Work instruction:
A complete response lists each line of the data below that includes the word "role".

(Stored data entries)
_ _ _ _

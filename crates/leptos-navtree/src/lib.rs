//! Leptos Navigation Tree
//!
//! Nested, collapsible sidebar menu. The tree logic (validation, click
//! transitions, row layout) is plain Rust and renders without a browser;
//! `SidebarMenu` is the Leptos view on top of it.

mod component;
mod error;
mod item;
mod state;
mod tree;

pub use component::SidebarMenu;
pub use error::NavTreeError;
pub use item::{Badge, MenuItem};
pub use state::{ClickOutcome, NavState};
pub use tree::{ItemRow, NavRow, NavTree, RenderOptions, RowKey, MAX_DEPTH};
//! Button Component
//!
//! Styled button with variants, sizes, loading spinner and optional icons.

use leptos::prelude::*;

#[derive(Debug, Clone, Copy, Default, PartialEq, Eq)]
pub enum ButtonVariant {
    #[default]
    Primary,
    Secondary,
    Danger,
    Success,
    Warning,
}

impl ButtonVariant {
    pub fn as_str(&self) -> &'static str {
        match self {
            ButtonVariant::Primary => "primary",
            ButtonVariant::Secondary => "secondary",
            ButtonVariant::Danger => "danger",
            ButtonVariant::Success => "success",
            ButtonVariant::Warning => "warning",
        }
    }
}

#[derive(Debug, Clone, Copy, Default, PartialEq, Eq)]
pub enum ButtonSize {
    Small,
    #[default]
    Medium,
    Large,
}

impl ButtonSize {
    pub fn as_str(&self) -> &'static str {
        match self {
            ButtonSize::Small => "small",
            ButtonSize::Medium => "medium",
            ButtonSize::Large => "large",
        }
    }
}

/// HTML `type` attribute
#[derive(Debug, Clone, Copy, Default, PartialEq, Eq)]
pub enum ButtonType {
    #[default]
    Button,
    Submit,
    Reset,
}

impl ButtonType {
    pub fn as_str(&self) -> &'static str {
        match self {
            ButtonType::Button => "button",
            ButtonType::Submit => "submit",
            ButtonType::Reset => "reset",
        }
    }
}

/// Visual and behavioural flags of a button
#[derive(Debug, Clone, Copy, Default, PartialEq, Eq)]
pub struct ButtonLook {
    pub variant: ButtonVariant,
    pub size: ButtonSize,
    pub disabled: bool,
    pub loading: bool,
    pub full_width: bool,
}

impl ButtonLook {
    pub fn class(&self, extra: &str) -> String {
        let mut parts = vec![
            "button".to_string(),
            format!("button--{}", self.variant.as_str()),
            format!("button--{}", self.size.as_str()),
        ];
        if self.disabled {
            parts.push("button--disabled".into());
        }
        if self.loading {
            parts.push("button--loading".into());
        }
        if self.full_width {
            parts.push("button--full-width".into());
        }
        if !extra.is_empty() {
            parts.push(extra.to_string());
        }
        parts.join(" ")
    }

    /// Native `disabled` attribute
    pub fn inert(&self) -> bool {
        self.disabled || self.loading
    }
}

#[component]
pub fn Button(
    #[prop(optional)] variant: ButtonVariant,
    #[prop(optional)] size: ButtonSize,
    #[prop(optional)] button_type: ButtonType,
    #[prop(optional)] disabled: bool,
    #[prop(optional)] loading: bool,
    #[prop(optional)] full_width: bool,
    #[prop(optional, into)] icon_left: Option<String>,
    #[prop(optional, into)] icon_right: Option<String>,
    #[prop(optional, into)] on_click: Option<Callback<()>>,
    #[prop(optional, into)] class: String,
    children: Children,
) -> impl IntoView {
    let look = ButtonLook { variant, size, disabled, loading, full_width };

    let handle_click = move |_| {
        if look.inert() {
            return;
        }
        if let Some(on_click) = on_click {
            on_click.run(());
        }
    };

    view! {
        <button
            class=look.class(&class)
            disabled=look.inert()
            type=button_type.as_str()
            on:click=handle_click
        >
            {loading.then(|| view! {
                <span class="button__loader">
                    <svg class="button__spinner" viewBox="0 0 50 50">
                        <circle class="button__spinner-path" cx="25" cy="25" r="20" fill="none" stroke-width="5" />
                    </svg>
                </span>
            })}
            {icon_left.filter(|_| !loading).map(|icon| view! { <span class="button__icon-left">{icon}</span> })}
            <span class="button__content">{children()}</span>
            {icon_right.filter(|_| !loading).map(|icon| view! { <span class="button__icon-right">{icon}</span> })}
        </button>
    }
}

_ _ _ _

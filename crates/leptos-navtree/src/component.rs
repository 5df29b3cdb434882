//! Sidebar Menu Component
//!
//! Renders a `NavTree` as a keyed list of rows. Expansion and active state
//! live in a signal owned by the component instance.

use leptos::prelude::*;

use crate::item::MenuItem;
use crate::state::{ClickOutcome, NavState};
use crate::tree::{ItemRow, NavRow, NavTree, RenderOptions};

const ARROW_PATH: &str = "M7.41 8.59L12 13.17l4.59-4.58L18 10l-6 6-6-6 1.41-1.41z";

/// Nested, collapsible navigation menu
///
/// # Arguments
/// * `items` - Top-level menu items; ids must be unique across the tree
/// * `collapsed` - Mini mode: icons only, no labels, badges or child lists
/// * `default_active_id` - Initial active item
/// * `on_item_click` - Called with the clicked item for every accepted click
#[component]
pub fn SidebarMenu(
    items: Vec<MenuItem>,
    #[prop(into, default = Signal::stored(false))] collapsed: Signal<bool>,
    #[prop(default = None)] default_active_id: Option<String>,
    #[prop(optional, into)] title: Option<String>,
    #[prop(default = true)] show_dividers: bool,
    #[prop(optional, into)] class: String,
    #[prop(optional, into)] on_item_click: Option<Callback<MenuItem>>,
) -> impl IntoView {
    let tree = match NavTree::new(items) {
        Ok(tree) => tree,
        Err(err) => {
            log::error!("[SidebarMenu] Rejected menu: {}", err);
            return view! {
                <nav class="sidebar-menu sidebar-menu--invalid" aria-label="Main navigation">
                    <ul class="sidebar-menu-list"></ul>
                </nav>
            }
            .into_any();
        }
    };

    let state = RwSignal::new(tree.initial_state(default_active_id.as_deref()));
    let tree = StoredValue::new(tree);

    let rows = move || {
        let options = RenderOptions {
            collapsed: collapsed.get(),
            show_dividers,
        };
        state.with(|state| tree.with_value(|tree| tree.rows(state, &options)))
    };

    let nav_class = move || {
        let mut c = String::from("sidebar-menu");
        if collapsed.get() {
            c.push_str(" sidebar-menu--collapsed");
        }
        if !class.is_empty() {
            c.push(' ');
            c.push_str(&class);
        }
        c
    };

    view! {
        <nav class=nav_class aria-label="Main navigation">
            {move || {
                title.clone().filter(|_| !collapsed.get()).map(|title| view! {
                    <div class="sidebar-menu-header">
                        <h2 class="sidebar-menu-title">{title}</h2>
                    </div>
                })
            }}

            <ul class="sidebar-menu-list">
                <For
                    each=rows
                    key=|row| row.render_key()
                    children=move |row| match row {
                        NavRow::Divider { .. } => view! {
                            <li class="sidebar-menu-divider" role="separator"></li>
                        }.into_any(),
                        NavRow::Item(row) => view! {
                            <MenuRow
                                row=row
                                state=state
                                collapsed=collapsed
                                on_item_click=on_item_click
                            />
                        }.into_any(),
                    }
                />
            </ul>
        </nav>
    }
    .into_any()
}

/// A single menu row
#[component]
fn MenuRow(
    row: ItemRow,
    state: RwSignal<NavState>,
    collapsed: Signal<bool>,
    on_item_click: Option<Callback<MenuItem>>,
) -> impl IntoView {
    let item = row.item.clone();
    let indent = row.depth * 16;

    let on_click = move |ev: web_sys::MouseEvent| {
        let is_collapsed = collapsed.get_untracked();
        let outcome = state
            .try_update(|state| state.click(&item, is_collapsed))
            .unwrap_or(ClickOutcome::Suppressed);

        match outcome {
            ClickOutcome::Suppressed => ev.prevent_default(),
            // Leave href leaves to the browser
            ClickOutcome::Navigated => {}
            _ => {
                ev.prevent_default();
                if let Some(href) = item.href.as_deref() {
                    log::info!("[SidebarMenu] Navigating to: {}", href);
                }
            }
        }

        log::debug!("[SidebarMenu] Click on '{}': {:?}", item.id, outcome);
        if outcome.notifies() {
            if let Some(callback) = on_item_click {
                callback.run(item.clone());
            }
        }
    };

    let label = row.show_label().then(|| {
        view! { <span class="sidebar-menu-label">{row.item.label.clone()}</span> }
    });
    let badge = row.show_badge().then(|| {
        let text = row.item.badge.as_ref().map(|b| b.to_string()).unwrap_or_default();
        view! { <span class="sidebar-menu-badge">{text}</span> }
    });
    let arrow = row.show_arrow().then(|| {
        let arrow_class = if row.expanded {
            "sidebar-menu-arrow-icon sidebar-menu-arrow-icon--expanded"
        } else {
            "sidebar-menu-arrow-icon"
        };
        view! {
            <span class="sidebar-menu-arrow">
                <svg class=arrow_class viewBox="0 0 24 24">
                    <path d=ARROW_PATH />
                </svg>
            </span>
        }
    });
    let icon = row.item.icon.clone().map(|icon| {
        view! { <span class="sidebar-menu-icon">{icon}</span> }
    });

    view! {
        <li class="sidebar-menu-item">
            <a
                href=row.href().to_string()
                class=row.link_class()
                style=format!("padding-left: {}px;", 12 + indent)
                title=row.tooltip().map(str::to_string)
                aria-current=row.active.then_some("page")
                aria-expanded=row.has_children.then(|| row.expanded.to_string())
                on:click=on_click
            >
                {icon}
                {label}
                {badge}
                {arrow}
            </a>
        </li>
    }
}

_ _ _ _

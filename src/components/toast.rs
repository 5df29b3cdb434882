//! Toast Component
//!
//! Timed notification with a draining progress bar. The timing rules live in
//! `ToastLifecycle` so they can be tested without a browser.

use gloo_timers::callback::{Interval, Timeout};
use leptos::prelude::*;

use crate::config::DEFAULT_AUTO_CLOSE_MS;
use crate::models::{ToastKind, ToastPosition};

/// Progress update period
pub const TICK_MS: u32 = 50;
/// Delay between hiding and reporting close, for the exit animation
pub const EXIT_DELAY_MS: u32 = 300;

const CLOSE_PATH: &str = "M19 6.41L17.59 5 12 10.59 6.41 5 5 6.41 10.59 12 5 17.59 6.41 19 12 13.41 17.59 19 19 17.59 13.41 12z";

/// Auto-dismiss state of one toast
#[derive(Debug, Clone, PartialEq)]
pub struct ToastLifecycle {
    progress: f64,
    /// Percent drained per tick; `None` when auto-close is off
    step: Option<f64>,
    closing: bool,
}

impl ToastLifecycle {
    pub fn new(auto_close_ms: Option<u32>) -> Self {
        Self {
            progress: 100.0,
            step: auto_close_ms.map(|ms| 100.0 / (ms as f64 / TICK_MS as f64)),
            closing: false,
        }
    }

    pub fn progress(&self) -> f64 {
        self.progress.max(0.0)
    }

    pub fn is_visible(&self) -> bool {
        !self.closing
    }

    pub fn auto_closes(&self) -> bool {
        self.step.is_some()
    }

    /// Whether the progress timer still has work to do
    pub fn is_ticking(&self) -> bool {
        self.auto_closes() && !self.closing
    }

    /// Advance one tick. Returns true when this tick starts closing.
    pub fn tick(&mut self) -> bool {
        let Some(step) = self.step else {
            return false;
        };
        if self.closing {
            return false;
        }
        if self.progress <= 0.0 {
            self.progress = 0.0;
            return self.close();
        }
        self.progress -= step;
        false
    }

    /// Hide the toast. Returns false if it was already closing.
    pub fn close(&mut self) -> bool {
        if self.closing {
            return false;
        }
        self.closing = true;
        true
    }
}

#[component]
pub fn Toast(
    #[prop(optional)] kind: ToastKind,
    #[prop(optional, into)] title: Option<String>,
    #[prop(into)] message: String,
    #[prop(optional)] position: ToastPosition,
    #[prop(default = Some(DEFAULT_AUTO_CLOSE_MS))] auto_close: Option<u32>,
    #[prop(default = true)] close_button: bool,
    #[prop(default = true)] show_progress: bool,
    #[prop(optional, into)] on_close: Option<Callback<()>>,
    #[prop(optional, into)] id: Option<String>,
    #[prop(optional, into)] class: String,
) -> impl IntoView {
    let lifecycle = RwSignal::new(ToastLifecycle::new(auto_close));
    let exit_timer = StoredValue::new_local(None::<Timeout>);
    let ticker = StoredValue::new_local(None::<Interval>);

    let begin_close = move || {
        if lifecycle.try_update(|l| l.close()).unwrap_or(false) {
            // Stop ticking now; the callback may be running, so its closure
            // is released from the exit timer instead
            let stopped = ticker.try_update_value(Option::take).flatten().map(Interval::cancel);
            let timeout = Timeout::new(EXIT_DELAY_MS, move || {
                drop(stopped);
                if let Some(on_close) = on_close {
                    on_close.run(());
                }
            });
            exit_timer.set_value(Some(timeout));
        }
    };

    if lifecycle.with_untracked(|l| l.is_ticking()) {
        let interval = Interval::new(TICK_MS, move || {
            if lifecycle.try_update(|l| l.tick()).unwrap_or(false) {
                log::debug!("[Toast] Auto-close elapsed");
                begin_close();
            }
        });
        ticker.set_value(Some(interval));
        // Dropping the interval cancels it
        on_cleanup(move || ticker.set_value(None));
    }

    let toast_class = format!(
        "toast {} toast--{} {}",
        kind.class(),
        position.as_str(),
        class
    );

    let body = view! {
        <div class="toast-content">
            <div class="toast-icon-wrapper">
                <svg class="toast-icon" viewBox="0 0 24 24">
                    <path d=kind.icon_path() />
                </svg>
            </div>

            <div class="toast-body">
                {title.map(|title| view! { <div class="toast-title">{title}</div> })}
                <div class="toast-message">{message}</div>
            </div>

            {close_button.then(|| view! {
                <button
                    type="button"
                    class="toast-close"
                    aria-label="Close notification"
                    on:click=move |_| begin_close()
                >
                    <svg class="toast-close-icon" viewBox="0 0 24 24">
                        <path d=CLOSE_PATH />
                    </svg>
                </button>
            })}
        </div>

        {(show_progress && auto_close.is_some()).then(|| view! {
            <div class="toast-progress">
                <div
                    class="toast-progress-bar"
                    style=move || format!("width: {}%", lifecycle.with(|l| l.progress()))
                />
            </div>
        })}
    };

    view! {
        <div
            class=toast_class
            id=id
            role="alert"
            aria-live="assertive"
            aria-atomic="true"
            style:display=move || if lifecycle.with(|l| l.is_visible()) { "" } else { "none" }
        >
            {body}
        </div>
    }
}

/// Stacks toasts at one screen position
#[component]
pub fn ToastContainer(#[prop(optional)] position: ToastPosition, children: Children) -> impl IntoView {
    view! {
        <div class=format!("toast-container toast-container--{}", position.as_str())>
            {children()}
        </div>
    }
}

_ _ _ _

Reply:
                            <li class="sidebar-menu-divider" role="separator"></li>
            role="alert"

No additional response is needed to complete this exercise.